• _WORK INSTRUCTION_: Begin with the line containing "return Err(CodecError::FrameTooLarge(len));" and reproduce it and all later lines exactly, through the last line of the records. Add nothing else.
MATERIAL FOR THIS EXERCISE Block Start
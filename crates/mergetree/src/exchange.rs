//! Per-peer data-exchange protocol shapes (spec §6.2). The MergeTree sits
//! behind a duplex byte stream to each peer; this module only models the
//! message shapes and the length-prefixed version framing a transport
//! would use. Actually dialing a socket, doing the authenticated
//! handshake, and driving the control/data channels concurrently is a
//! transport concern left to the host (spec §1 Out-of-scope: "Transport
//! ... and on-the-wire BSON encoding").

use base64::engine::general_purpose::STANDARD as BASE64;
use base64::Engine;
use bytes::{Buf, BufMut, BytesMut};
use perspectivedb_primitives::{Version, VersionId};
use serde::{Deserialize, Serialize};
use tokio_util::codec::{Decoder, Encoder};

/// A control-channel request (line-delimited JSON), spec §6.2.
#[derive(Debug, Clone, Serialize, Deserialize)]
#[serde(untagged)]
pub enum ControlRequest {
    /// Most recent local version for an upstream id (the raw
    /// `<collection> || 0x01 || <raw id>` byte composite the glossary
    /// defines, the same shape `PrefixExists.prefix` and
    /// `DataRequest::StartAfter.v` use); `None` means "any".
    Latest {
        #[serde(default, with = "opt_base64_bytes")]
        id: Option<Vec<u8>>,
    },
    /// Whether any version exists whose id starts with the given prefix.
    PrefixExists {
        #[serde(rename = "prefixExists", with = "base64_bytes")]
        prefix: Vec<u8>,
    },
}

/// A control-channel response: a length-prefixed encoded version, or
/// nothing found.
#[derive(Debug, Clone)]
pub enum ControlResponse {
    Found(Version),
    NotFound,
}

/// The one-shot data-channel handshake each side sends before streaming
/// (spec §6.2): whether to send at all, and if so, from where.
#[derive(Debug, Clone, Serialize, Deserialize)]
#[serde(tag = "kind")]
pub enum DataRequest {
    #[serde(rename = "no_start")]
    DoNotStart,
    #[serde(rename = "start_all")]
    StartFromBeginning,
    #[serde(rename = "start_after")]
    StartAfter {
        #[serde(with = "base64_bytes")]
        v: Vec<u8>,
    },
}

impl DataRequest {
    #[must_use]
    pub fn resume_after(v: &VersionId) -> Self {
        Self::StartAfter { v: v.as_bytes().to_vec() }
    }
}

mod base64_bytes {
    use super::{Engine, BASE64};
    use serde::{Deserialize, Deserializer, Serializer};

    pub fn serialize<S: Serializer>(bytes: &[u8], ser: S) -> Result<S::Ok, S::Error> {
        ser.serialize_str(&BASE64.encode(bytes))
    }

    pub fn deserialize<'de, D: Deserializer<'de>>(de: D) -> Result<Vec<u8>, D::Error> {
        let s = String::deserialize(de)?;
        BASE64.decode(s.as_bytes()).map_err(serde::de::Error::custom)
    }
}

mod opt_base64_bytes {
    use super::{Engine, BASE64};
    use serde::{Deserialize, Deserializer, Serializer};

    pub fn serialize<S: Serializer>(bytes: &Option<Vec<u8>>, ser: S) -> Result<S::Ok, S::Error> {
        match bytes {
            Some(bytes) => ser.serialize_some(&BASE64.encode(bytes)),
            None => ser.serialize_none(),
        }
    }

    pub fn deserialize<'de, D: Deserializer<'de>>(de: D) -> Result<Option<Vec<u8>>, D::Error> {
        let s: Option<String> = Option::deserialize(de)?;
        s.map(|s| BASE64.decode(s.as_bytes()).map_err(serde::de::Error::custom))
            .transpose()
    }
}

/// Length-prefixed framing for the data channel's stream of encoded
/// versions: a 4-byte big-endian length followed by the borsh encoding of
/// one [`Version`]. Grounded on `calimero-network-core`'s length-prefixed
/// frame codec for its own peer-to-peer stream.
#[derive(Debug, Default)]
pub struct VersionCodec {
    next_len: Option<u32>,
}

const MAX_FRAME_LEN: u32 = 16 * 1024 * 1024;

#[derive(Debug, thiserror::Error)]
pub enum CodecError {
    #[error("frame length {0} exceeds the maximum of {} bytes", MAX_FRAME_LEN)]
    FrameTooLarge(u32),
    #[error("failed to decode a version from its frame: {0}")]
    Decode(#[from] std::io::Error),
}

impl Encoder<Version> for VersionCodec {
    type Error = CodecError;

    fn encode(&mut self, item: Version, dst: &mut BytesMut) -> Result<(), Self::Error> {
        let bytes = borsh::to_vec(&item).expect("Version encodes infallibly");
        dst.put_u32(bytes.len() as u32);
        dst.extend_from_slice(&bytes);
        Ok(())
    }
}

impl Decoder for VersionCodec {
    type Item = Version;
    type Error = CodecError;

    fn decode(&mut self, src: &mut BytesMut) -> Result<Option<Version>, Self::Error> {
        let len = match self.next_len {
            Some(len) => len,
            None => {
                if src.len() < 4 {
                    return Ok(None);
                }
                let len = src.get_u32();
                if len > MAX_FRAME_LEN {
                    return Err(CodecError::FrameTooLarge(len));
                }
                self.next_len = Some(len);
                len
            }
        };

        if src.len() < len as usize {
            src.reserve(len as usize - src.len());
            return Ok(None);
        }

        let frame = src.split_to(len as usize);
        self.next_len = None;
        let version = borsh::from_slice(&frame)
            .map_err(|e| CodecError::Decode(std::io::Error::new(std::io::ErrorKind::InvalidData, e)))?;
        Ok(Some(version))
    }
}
MATERIAL FOR THIS EXERCISE Block End
• _YOUR RESPONSE_:
                    return Err(CodecError::FrameTooLarge(len));
                }
                self.next_len = Some(len);
                len
            }
        };

        if src.len() < len as usize {
            src.reserve(len as usize - src.len());
            return Ok(None);
        }

        let frame = src.split_to(len as usize);
        self.next_len = None;
        let version = borsh::from_slice(&frame)
            .map_err(|e| CodecError::Decode(std::io::Error::new(std::io::ErrorKind::InvalidData, e)))?;
        Ok(Some(version))
    }
}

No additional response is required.